[Saved data entries]
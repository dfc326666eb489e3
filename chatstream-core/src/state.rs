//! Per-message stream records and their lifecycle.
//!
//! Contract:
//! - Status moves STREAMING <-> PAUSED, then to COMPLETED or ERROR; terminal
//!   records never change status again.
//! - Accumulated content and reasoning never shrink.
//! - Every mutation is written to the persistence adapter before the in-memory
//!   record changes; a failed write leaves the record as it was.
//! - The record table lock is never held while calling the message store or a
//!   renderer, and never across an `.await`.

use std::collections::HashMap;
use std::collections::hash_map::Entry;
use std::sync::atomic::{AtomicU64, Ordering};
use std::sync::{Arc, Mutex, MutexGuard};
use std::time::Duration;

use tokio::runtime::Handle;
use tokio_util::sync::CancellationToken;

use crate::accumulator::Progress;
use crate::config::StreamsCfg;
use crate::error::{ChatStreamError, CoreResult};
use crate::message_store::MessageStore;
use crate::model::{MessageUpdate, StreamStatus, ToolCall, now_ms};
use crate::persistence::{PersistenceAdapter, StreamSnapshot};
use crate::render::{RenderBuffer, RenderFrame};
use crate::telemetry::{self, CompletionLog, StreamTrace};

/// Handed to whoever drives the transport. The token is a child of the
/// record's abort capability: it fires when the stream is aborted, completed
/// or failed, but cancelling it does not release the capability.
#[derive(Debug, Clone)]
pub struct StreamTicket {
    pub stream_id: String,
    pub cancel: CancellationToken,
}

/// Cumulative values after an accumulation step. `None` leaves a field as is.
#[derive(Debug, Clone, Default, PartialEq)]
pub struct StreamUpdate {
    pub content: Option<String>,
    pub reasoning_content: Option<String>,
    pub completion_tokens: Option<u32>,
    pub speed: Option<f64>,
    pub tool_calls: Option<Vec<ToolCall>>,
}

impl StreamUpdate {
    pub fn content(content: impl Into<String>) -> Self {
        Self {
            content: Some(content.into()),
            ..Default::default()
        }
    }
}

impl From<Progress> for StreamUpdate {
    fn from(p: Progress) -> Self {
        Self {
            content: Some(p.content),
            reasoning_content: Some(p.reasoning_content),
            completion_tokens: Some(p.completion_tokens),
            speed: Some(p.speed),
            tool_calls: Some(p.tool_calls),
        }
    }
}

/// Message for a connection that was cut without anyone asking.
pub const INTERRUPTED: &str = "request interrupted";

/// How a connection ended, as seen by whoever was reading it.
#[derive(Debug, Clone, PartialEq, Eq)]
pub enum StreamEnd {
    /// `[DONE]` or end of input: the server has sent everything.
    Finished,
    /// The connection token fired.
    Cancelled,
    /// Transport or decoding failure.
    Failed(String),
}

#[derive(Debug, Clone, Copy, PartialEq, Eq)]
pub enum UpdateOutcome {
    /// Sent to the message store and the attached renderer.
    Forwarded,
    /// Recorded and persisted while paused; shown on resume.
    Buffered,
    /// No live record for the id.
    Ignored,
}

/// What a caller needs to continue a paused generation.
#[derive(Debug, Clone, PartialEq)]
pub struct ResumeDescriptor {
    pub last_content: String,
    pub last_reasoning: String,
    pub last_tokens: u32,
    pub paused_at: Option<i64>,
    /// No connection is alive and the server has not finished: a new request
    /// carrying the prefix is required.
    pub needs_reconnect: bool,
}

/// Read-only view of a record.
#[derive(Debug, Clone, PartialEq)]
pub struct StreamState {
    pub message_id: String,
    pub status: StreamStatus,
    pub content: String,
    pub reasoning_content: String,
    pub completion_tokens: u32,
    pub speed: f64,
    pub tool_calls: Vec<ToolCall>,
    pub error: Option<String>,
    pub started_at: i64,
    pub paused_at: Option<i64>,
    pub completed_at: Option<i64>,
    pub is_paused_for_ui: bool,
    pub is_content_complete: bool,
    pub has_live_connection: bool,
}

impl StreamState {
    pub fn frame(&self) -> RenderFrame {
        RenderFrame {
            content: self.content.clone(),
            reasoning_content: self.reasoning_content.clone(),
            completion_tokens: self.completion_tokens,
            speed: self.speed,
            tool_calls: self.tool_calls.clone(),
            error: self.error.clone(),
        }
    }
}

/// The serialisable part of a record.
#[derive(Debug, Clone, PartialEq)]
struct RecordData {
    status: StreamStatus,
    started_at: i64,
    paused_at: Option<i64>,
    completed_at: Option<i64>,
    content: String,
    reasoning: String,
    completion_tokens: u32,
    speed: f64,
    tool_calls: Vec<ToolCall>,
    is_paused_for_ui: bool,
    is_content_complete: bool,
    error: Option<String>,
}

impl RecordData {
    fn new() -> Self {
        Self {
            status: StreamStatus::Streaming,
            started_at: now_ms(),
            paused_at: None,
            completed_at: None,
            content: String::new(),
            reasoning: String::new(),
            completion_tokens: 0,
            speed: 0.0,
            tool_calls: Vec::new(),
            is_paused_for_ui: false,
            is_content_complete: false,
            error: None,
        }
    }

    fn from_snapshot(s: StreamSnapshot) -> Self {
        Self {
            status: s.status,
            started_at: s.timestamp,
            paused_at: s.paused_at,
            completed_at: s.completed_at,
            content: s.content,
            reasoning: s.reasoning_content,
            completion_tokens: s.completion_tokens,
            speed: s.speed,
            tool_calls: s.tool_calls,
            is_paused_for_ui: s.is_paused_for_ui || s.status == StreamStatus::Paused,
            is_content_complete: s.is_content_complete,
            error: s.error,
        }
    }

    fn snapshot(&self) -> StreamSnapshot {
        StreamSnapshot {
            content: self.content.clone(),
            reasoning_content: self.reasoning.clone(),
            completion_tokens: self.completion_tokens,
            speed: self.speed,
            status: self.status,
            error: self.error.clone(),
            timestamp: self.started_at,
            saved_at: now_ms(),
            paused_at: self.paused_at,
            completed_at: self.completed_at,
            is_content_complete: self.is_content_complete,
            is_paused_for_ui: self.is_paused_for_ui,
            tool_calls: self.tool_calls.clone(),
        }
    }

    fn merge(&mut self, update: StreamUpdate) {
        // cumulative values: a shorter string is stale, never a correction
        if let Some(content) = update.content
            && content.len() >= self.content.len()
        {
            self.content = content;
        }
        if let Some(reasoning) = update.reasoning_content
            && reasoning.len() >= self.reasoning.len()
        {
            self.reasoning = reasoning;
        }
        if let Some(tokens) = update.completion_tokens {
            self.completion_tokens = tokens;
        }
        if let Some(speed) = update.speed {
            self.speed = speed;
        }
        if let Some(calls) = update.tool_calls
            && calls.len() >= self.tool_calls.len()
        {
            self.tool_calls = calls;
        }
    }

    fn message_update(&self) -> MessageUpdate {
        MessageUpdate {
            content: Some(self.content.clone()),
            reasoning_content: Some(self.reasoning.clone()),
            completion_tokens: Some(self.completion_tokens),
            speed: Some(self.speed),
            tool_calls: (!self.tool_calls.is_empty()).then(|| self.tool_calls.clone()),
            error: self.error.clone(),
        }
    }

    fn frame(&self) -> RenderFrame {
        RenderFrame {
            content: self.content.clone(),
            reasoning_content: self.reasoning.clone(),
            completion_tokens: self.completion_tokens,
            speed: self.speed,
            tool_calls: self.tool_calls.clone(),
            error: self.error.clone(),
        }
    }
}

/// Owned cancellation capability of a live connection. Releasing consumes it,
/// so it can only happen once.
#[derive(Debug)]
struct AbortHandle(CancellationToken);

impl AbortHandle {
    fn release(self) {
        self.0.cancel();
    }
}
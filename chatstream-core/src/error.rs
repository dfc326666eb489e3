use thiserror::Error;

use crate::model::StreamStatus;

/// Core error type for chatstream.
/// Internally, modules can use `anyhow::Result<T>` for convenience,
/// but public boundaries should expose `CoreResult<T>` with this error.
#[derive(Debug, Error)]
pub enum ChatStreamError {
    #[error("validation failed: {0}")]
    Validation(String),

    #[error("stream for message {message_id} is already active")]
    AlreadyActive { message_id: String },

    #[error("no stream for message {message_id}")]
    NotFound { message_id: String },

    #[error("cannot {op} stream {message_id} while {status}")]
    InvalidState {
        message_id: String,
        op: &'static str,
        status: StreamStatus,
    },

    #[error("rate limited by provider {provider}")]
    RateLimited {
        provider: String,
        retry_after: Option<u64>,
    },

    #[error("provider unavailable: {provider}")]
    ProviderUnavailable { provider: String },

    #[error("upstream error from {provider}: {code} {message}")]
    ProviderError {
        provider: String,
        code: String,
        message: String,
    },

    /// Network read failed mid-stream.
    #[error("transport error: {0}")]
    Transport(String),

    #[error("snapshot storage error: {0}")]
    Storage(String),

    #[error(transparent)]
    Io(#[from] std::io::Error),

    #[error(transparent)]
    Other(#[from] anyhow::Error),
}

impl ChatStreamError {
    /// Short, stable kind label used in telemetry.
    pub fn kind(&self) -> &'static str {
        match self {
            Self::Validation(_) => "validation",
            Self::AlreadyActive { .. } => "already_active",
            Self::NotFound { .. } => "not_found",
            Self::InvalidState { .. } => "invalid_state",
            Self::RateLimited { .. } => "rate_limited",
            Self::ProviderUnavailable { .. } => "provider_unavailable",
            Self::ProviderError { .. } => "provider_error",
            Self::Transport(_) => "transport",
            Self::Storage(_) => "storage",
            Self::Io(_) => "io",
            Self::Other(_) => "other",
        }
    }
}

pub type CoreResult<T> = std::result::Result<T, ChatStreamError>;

EXERCISE PROMPT: Tally the lines above that include the word "RecordData"; answer with the total only.

ANSWER FOR THIS EXERCISE: 2